My dad never complains. He never gets impatient the way I do. In my head, I can be somewhere else when I’m writing. But after I put the pen away, I keep an eye on the clock and get up to walk the clinic hallways, avoiding the lines bordering the squares of tile just for something to do.
After the van brings us home, my dad stretches back in his La-Z-Boy, and I pull the afghan up over his knees. “Thanks, Katie Bug,” he says, and tries to squeeze my hand. No one except for my dad ever calls me Katie Bug, and I feel like crying, but not in front of him. I wish he could have a banana, because he loves bananas. But he can’t eat them anymore. They contain a lot of potassium, and that’s bad for people with kidney problems. Still, I wonder how much harm one single banana would do. When my eyes mist up, I turn the TV on to CNN and rush to the kitchen to measure out a small glass of orange juice instead.

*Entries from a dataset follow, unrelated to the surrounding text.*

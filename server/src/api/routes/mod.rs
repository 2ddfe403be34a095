//! API route handlers

pub mod health;
pub mod identity;
// =============================================================================
// Application Identity
// =============================================================================

/// Application name in title case (for display and platform directories)
pub const APP_NAME: &str = "IM";

/// Application name in lowercase (for paths and identifiers)
pub const APP_NAME_LOWER: &str = "im";

/// Unix-style dotfile folder name
pub const APP_DOT_FOLDER: &str = ".im";

// =============================================================================
// Configuration Files
// =============================================================================

/// Config file name
pub const CONFIG_FILE_NAME: &str = "im.json";

/// Environment variable for config file path
pub const ENV_CONFIG: &str = "IM_CONFIG";

// =============================================================================
// Environment Variables - Debug
// =============================================================================

/// Environment variable for debug mode
pub const ENV_DEBUG: &str = "IM_DEBUG";

// =============================================================================
// Environment Variables - Server
// =============================================================================

/// Environment variable for server host
pub const ENV_HOST: &str = "IM_HOST";

/// Environment variable for server port
pub const ENV_PORT: &str = "IM_PORT";

/// Environment variable for log level/filter
pub const ENV_LOG: &str = "IM_LOG";

/// Default log filter when neither IM_LOG nor RUST_LOG is set
pub const DEFAULT_LOG_FILTER: &str = "info,im_server=info";

// =============================================================================
// Server Defaults
// =============================================================================

/// Default server host
pub const DEFAULT_HOST: &str = "127.0.0.1";

/// Default server port
pub const DEFAULT_PORT: u16 = 9119;

/// Maximum JSON request body size (1MB)
pub const DEFAULT_BODY_LIMIT: usize = 1024 * 1024;

/// Timeout applied by the HTTP client to every request
pub const CLIENT_TIMEOUT_SECS: u64 = 30;

// =============================================================================
// Environment Variables - Storage
// =============================================================================

/// Environment variable to override data directory
pub const ENV_DATA_DIR: &str = "IM_DATA_DIR";

/// Environment variable to override the database file path
pub const ENV_DB_PATH: &str = "IM_DB_PATH";

/// Environment variable for the connection pool size
pub const ENV_DB_MAX_CONNECTIONS: &str = "IM_DB_MAX_CONNECTIONS";

// =============================================================================
// SQLite Database
// =============================================================================

/// SQLite database filename
pub const SQLITE_DB_FILENAME: &str = "im.db";

/// SQLite connection pool max connections
pub const SQLITE_MAX_CONNECTIONS: u32 = 5;

/// SQLite busy timeout in seconds
pub const SQLITE_BUSY_TIMEOUT_SECS: u64 = 30;

/// SQLite cache size (negative = KB, so -64000 = 64MB)
pub const SQLITE_CACHE_SIZE: &str = "-64000";

/// SQLite WAL auto-checkpoint threshold (pages, ~4MB at 1000)
pub const SQLITE_WAL_AUTOCHECKPOINT: &str = "1000";

/// WAL checkpoint interval in seconds (5 minutes)
pub const SQLITE_CHECKPOINT_INTERVAL_SECS: u64 = 300;

// =============================================================================
// Shutdown
// =============================================================================

/// Maximum time to wait for background tasks after a shutdown signal
pub const SHUTDOWN_TIMEOUT_SECS: u64 = 30;

// =============================================================================
// Identity
// =============================================================================

/// Prefix of generated user ids
pub const USER_ID_PREFIX: &str = "usr-";

/// Prefix of generated group ids
pub const GROUP_ID_PREFIX: &str = "gid-";

/// Prefix of generated binding ids
pub const BINDING_ID_PREFIX: &str = "ugb-";

/// Separator terminating each id in a group path
pub const GROUP_PATH_SEPARATOR: &str = ".";

/// Status given to newly created users and groups
pub const STATUS_ACTIVE: &str = "active";
//! Utility functions for the application

pub mod crypto;
pub mod file;
pub mod sql;
//! Parameterized SELECT statement

use super::types::{SqlParams, SqlValue};
use crate::utils::sql::quote_ident;

#[derive(Debug, Clone, Copy, PartialEq, Eq)]
pub enum SortDirection {
    Asc,
    Desc,
}

impl SortDirection {
    pub fn as_sql(&self) -> &'static str {
        match self {
            Self::Asc => "ASC",
            Self::Desc => "DESC",
        }
    }
}

/// SELECT over a single table with AND-ed WHERE clauses
///
/// `columns == None` projects every column. Clauses hold `?` placeholders
/// whose values live in `params` in the same order.
#[derive(Debug, Clone)]
pub struct SelectQuery {
    pub table: String,
    pub columns: Option<Vec<String>>,
    pub conditions: Vec<String>,
    pub params: SqlParams,
    pub order_by: Option<(String, SortDirection)>,
    pub limit: Option<u32>,
    pub offset: Option<u32>,
}

impl SelectQuery {
    pub fn new(table: impl Into<String>) -> Self {
        Self {
            table: table.into(),
            columns: None,
            conditions: Vec::new(),
            params: SqlParams::default(),
            order_by: None,
            limit: None,
            offset: None,
        }
    }

    pub fn with_columns(mut self, columns: Vec<String>) -> Self {
        self.columns = Some(columns);
        self
    }

    /// AND a clause into the WHERE list together with its bound values
    pub fn and_where(&mut self, clause: String, values: impl IntoIterator<Item = SqlValue>) {
        self.conditions.push(clause);
        self.params.values.extend(values);
    }

    fn where_sql(&self) -> String {
        if self.conditions.is_empty() {
            String::new()
        } else {
            format!(" WHERE {}", self.conditions.join(" AND "))
        }
    }

    /// Full statement. `LIMIT`/`OFFSET` placeholders are bound after the
    /// filter values (see [`SelectQuery::params`]).
    pub fn to_sql(&self) -> String {
        let projection = match &self.columns {
            Some(cols) if !cols.is_empty() => cols
                .iter()
                .map(|c| quote_ident(c))
                .collect::<Vec<_>>()
                .join(", "),
            _ => "*".to_string(),
        };

        let mut sql = format!(
            "SELECT {} FROM {}{}",
            projection,
            quote_ident(&self.table),
            self.where_sql()
        );

        if let Some((column, dir)) = &self.order_by {
            sql.push_str(&format!(" ORDER BY {} {}", column, dir.as_sql()));
        }
        if self.limit.is_some() {
            sql.push_str(" LIMIT ?");
            if self.offset.is_some() {
                sql.push_str(" OFFSET ?");
            }
        }
        sql
    }

    /// `COUNT(*)` over the same filters, ignoring order and paging
    pub fn count_sql(&self) -> String {
        format!(
            "SELECT COUNT(*) FROM {}{}",
            quote_ident(&self.table),
            self.where_sql()
        )
    }

    /// Values for [`SelectQuery::count_sql`]
    pub fn filter_params(&self) -> &[SqlValue] {
        &self.params.values
    }

    /// Values for [`SelectQuery::to_sql`], paging values last
    pub fn params(&self) -> Vec<SqlValue> {
        let mut params = self.params.clone();
        if let Some(limit) = self.limit {
            params.push(i64::from(limit));
            if let Some(offset) = self.offset {
                params.push(i64::from(offset));
            }
        }
        params.values
    }

    /// Whether the projection was narrowed down to nothing
    pub fn has_empty_projection(&self) -> bool {
        matches!(&self.columns, Some(cols) if cols.is_empty())
    }
}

“We don’t have all the answers,” a doctor had once told Kate while he tried to explain the kidney cancer and why her father had only a couple months to live. “I’m so sorry. There’s nothing more we can do.”
So unfair, people said.
Bad luck, others concluded as the illness took its toll.
After her father passed away, some people from church said, It was his time. Others tried to comfort Kate’s family by saying it was all part of God’s plan. But Kate could not accept that explanation. Despite the kindness and all the meals and prayers, the cancer had driven a wedge into her beliefs.
*
“Kate! Over here!” Jess called out in the noisy cafeteria.
When Kate finally made it through the lunchtime crowd, she saw that Jess had saved her a seat next to Olivia and across from two other girls Kate knew from middle school. Samantha and Lindsey were on the junior varsity field hockey team, too. Both were on the forward line. Lindsey had an especially powerful drive. Everyone hoped she was going to score a lot of points this season. Sam and Lindsey hadn’t been good friends with Jess and Kate back in eighth grade. They’d always been what Kate and Jess called “the popular girls.” But it was the second day of high school, and maybe everyone was just trying to find a place to fit in. They had field hockey in common. Maybe they’d be the field hockey group. Kate kind of liked the idea.